§ TASK BRIEF: Scan the entries that follow for the word "ScriptedBackend", then report every line in which it appears.

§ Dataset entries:
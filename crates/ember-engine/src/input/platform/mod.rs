//! Native event translation, one module per windowing library.

pub(crate) mod winit;
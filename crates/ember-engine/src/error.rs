use thiserror::Error;

/// Failures surfaced by [`crate::window::Window`].
///
/// Environment problems (`InvalidConfig`, `Context`, `Platform`) are kept apart
/// from application problems (`Init`, `Callback`) so callers can tell a driver
/// or display issue from a bug in their own hook.
#[derive(Debug, Error)]
pub enum WindowError {
    #[error("invalid window configuration: {0}")]
    InvalidConfig(String),

    #[error("failed to create window or graphics context: {0:#}")]
    Context(anyhow::Error),

    #[error("application init failed: {0:#}")]
    Init(anyhow::Error),

    #[error("application callback failed: {0:#}")]
    Callback(anyhow::Error),

    #[error("platform failure in frame loop: {0:#}")]
    Platform(anyhow::Error),

    #[error("window loop has already run")]
    AlreadyRan,
}
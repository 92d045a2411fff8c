use cgmath::{InnerSpace, Matrix4, Point3, Vector3};

/// cgmath produces OpenGL clip space (z in -1..1); wgpu expects z in 0..1.
#[rustfmt::skip]
const OPENGL_TO_WGPU_MATRIX: Matrix4<f32> = Matrix4::new(
    1.0, 0.0, 0.0, 0.0,
    0.0, 1.0, 0.0, 0.0,
    0.0, 0.0, 0.5, 0.0,
    0.0, 0.0, 0.5, 1.0,
);

const MIN_DISTANCE: f32 = 2.0;
const MAX_DISTANCE: f32 = 30.0;
/// Distance change per scroll line, as a fraction of the current distance.
const ZOOM_STEP: f32 = 0.1;

/// Look-at camera with a perspective projection.
#[derive(Debug, Clone)]
pub struct Camera {
    pub eye: Point3<f32>,
    pub target: Point3<f32>,
    pub up: Vector3<f32>,
    pub fovy: cgmath::Deg<f32>,
    pub znear: f32,
    pub zfar: f32,
}

impl Camera {
    pub fn new(eye: Point3<f32>, target: Point3<f32>) -> Self {
        Self {
            eye,
            target,
            up: Vector3::unit_y(),
            fovy: cgmath::Deg(45.0),
            znear: 0.1,
            zfar: 100.0,
        }
    }

    pub fn view(&self) -> Matrix4<f32> {
        Matrix4::look_at_rh(self.eye, self.target, self.up)
    }

    pub fn projection(&self, aspect: f32) -> Matrix4<f32> {
        OPENGL_TO_WGPU_MATRIX * cgmath::perspective(self.fovy, aspect, self.znear, self.zfar)
    }

    pub fn view_projection(&self, aspect: f32) -> Matrix4<f32> {
        self.projection(aspect) * self.view()
    }

    pub fn distance(&self) -> f32 {
        (self.eye - self.target).magnitude()
    }

    /// Moves the eye along the view ray. Positive `lines` move closer.
    pub fn zoom(&mut self, lines: f32) {
        let offset = self.eye - self.target;
        let distance = offset.magnitude();
        if distance <= f32::EPSILON {
            return;
        }

        let wanted = distance * (1.0 - ZOOM_STEP * lines);
        let clamped = wanted.clamp(MIN_DISTANCE, MAX_DISTANCE);
        self.eye = self.target + offset.normalize_to(clamped);
    }
}
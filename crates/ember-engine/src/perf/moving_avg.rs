/// Incremental mean.
///
/// Given the mean `mean` of `n` samples and a new `sample`, returns the mean of
/// all `n + 1` samples. With `n == 0` the sample seeds the mean directly.
#[inline]
pub fn moving_avg(mean: f64, n: usize, sample: f64) -> f64 {
    if n == 0 {
        return sample;
    }
    mean + (sample - mean) / (n as f64 + 1.0)
}

#[cfg(test)]
mod tests {
    use super::*;

    fn running(samples: &[f64]) -> Vec<f64> {
        let mut mean = 0.0;
        samples
            .iter()
            .enumerate()
            .map(|(n, &s)| {
                mean = moving_avg(mean, n, s);
                mean
            })
            .collect()
    }

    #[test]
    fn ten_twenty_thirty() {
        assert_eq!(running(&[10.0, 20.0, 30.0]), vec![10.0, 15.0, 20.0]);
    }

    #[test]
    fn first_sample_ignores_previous_mean() {
        assert_eq!(moving_avg(123.0, 0, 4.0), 4.0);
    }

    #[test]
    fn matches_prefix_mean() {
        let samples = [
            16.6, 17.1, 33.4, 0.5, 16.9, 250.0, 8.3, 16.7, 1e-3, 42.0, 16.6, 16.8,
        ];
        let incremental = running(&samples);

        for (i, got) in incremental.iter().enumerate() {
            let prefix = &samples[..=i];
            let expected = prefix.iter().sum::<f64>() / prefix.len() as f64;
            assert!(
                (got - expected).abs() <= 1e-9 * expected.abs().max(1.0),
                "prefix {i}: {got} != {expected}"
            );
        }
    }
}
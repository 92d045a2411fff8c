//! Frame performance sampling.
//!
//! Each frame time is folded into a running window; when the window elapses a
//! `FrameMetrics` record is appended to a bounded `PerfLog`.

mod moving_avg;
mod perf_log;
mod sampler;

pub use moving_avg::moving_avg;
pub use perf_log::{FrameMetrics, PerfLog};
pub use sampler::PerfSampler;
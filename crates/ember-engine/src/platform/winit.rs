use std::time::{Duration, Instant};

use anyhow::{Context, Result};
use ouroboros::self_referencing;

use winit::application::ApplicationHandler;
use winit::dpi::LogicalSize;
use winit::error::OsError;
use winit::event::WindowEvent;
use winit::event_loop::{ActiveEventLoop, EventLoop};
use winit::platform::pump_events::{EventLoopExtPumpEvents, PumpStatus};
use winit::window::{Fullscreen, Window, WindowAttributes, WindowId};

use crate::device::{Gpu, GpuFrame, GpuInit, SurfaceErrorAction};
use crate::input::platform::winit::Translator;
use crate::window::WindowConfig;

use super::{Backend, PlatformEvent, Size};

/// Collects winit callbacks for the owner to drain.
///
/// Each backend has its own collector, so no global handler instance is needed
/// to route native callbacks back to a window.
struct Collector {
    attributes: Option<WindowAttributes>,
    window: Option<Window>,
    error: Option<OsError>,
    events: Vec<WindowEvent>,
}

impl ApplicationHandler for Collector {
    fn resumed(&mut self, event_loop: &ActiveEventLoop) {
        let Some(attributes) = self.attributes.take() else {
            return;
        };

        match event_loop.create_window(attributes) {
            Ok(window) => self.window = Some(window),
            Err(e) => self.error = Some(e),
        }
    }

    fn window_event(&mut self, _event_loop: &ActiveEventLoop, _id: WindowId, event: WindowEvent) {
        self.events.push(event);
    }
}

#[self_referencing]
struct NativeSurface {
    window: Window,

    #[borrows(window)]
    #[covariant]
    gpu: Gpu<'this>,
}

/// Backend driving a winit window and a wgpu surface.
///
/// The event loop is pumped once per frame instead of owning the thread, so
/// the window loop keeps control of iteration order.
pub struct WinitBackend {
    // Field order is drop order: frame, then surface + window, then the loop.
    frame: Option<GpuFrame>,
    surface: NativeSurface,
    collector: Collector,
    translator: Translator,
    event_loop: EventLoop<()>,
    epoch: Instant,
    clear_color: wgpu::Color,
}

impl WinitBackend {
    /// Opens the window and creates the graphics context described by `config`.
    pub fn new(config: &WindowConfig) -> Result<Self> {
        let mut event_loop = EventLoop::new().context("failed to create winit EventLoop")?;

        let attributes = Window::default_attributes()
            .with_title(config.title.clone())
            .with_inner_size(LogicalSize::new(config.width as f64, config.height as f64))
            .with_fullscreen(config.fullscreen.then_some(Fullscreen::Borderless(None)));

        let mut collector = Collector {
            attributes: Some(attributes),
            window: None,
            error: None,
            events: Vec::new(),
        };

        let window = loop {
            let status = event_loop.pump_app_events(Some(Duration::ZERO), &mut collector);

            if let Some(e) = collector.error.take() {
                anyhow::bail!("failed to create window: {e}");
            }
            if let Some(window) = collector.window.take() {
                break window;
            }
            if let PumpStatus::Exit(code) = status {
                anyhow::bail!("event loop exited with code {code} before the window was created");
            }
        };

        let init = GpuInit::from_config(config);
        let surface = NativeSurfaceTryBuilder {
            window,
            gpu_builder: |window| pollster::block_on(Gpu::new(window, init)),
        }
        .try_build()
        .context("failed to create graphics context")?;

        let size = surface.borrow_window().inner_size();
        log::info!(
            "created window \"{}\" ({}x{} px, {}x msaa)",
            config.title,
            size.width,
            size.height,
            surface.borrow_gpu().sample_count(),
        );

        Ok(Self {
            frame: None,
            surface,
            collector,
            translator: Translator::default(),
            event_loop,
            epoch: Instant::now(),
            clear_color: wgpu::Color::BLACK,
        })
    }

    pub fn gpu(&self) -> &Gpu<'_> {
        self.surface.borrow_gpu()
    }

    pub fn window(&self) -> &Window {
        self.surface.borrow_window()
    }

    /// Color used when a frame is presented without anything drawn into it.
    pub fn set_clear_color(&mut self, color: wgpu::Color) {
        self.clear_color = color;
    }

    /// Records into the current frame, acquiring it on first use.
    ///
    /// `draw` is skipped when no frame is available (minimized window, surface
    /// being reconfigured). A fatal surface error is returned.
    pub fn draw<F>(&mut self, draw: F) -> Result<()>
    where
        F: FnOnce(&Gpu<'_>, &mut GpuFrame) -> Result<()>,
    {
        if self.frame.is_none() {
            self.frame = self.acquire_frame()?;
        }

        let Some(frame) = self.frame.as_mut() else {
            return Ok(());
        };
        draw(self.surface.borrow_gpu(), frame)
    }

    fn acquire_frame(&mut self) -> Result<Option<GpuFrame>> {
        let size = self.surface.borrow_gpu().size();
        if size.width == 0 || size.height == 0 {
            return Ok(None);
        }

        let err = match self.surface.borrow_gpu().begin_frame() {
            Ok(frame) => return Ok(Some(frame)),
            Err(err) => err,
        };

        let reason = err.to_string();
        match self.surface.with_gpu_mut(|gpu| gpu.handle_surface_error(err)) {
            SurfaceErrorAction::Fatal => anyhow::bail!("surface is unusable: {reason}"),
            action => {
                log::debug!("skipping frame ({action:?}): {reason}");
                Ok(None)
            }
        }
    }
}

impl Backend for WinitBackend {
    fn poll_events(&mut self, out: &mut Vec<PlatformEvent>) -> Result<()> {
        let status = self
            .event_loop
            .pump_app_events(Some(Duration::ZERO), &mut self.collector);

        let (collector, translator) = (&mut self.collector, &mut self.translator);
        self.surface.with_mut(|fields| {
            for event in collector.events.drain(..) {
                match &event {
                    WindowEvent::Resized(size) => fields.gpu.resize(*size),
                    WindowEvent::ScaleFactorChanged { .. } => {
                        fields.gpu.resize(fields.window.inner_size())
                    }
                    _ => {}
                }

                translator.translate(
                    &event,
                    fields.window.scale_factor(),
                    fields.window.inner_size(),
                    out,
                );
            }
        });

        if let PumpStatus::Exit(code) = status {
            log::warn!("winit event loop exited with code {code}");
            out.push(PlatformEvent::CloseRequested);
        }

        Ok(())
    }

    fn present(&mut self) -> Result<bool> {
        if self.frame.is_none() {
            self.frame = self.acquire_frame()?;
            if let Some(frame) = self.frame.as_mut() {
                frame.clear(self.clear_color);
            }
        }

        let Some(frame) = self.frame.take() else {
            return Ok(false);
        };

        self.surface.borrow_window().pre_present_notify();
        self.surface.borrow_gpu().submit(frame);
        Ok(true)
    }

    fn window_size(&self) -> Size {
        let window = self.surface.borrow_window();
        let logical = window.inner_size().to_logical::<u32>(window.scale_factor());
        Size::new(logical.width, logical.height)
    }

    fn framebuffer_size(&self) -> Size {
        let size = self.surface.borrow_window().inner_size();
        Size::new(size.width, size.height)
    }

    fn time(&self) -> f64 {
        self.epoch.elapsed().as_secs_f64()
    }

    fn set_cursor_visible(&mut self, visible: bool) {
        self.surface.borrow_window().set_cursor_visible(visible);
    }
}
use std::cell::RefCell;
use std::collections::VecDeque;
use std::rc::Rc;

use anyhow::{anyhow, Result};

use crate::input::{Action, Key, MouseButton};

use super::{Backend, PlatformEvent, Size};

/// Everything observable from a test run, in call order.
#[derive(Debug, Clone, PartialEq)]
pub(crate) enum Call {
    Init,
    Update(f64),
    Render(f64),
    Shutdown,
    WindowResize(u32, u32),
    FramebufferResize(u32, u32),
    /// Key, action, and whether the key reads as down inside the callback.
    Key(Key, Action, bool),
    MouseMove(f64, f64),
    MouseButton(MouseButton, Action),
    Scroll(f64, f64),

    Poll,
    Present,
    Sleep(f64),
    CursorVisible(bool),
}

pub(crate) type Journal = Rc<RefCell<Vec<Call>>>;

/// Backend that replays one scripted event batch per poll on a virtual clock.
///
/// The poll that hands out the last batch also reports a close request, so a
/// script of N batches runs exactly N frames. Each present advances the clock
/// by the configured frame duration; sleeps advance it by the slept amount.
pub(crate) struct ScriptedBackend {
    journal: Journal,
    frames: VecDeque<Vec<PlatformEvent>>,
    window_size: Size,
    framebuffer_size: Size,
    now: f64,
    frame_duration: f64,
    presenting: bool,
    fail_poll_on: Option<usize>,
    fail_present_on: Option<usize>,
    polls: usize,
    presents: usize,
}

impl ScriptedBackend {
    pub(crate) fn new(journal: &Journal, window_size: Size, framebuffer_size: Size) -> Self {
        Self {
            journal: journal.clone(),
            frames: VecDeque::new(),
            window_size,
            framebuffer_size,
            now: 0.0,
            frame_duration: 0.0,
            presenting: true,
            fail_poll_on: None,
            fail_present_on: None,
            polls: 0,
            presents: 0,
        }
    }

    pub(crate) fn with_frame(mut self, events: Vec<PlatformEvent>) -> Self {
        self.frames.push_back(events);
        self
    }

    pub(crate) fn with_idle_frames(mut self, count: usize) -> Self {
        self.frames.extend(std::iter::repeat_with(Vec::new).take(count));
        self
    }

    pub(crate) fn with_frame_duration(mut self, seconds: f64) -> Self {
        self.frame_duration = seconds;
        self
    }

    /// Reports every present as skipped, like a minimized window.
    pub(crate) fn without_presents(mut self) -> Self {
        self.presenting = false;
        self
    }

    /// Fails the poll with zero-based index `index`.
    pub(crate) fn fail_poll_on(mut self, index: usize) -> Self {
        self.fail_poll_on = Some(index);
        self
    }

    /// Fails the present with zero-based index `index`.
    pub(crate) fn fail_present_on(mut self, index: usize) -> Self {
        self.fail_present_on = Some(index);
        self
    }

    fn record(&self, call: Call) {
        self.journal.borrow_mut().push(call);
    }
}

impl Backend for ScriptedBackend {
    fn poll_events(&mut self, out: &mut Vec<PlatformEvent>) -> Result<()> {
        self.record(Call::Poll);
        let index = self.polls;
        self.polls += 1;
        if self.fail_poll_on == Some(index) {
            return Err(anyhow!("display connection lost"));
        }

        if let Some(batch) = self.frames.pop_front() {
            out.extend(batch);
        }
        if self.frames.is_empty() {
            out.push(PlatformEvent::CloseRequested);
        }
        Ok(())
    }

    fn present(&mut self) -> Result<bool> {
        self.record(Call::Present);
        let index = self.presents;
        self.presents += 1;
        if self.fail_present_on == Some(index) {
            return Err(anyhow!("surface lost"));
        }

        self.now += self.frame_duration;
        Ok(self.presenting)
    }

    fn window_size(&self) -> Size {
        self.window_size
    }

    fn framebuffer_size(&self) -> Size {
        self.framebuffer_size
    }

    fn time(&self) -> f64 {
        self.now
    }

    fn set_cursor_visible(&mut self, visible: bool) {
        self.record(Call::CursorVisible(visible));
    }

    fn sleep(&mut self, seconds: f64) {
        self.record(Call::Sleep(seconds));
        self.now += seconds;
    }
}
//! GPU device + surface management.
//!
//! This module is responsible for:
//! - creating the wgpu Adapter/Device/Queue with limits matching the context request
//! - creating & configuring the Surface (swapchain) and optional MSAA target
//! - acquiring frames and providing encoders/views for rendering

mod frame;
mod gpu;
mod init;
mod surface;

pub use frame::{FrameTarget, GpuFrame};
pub use gpu::Gpu;
pub use init::{GpuInit, LimitTier};
pub use surface::SurfaceErrorAction;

§ RESULT BELOW:
pub(crate) struct ScriptedBackend {
impl ScriptedBackend {
impl Backend for ScriptedBackend {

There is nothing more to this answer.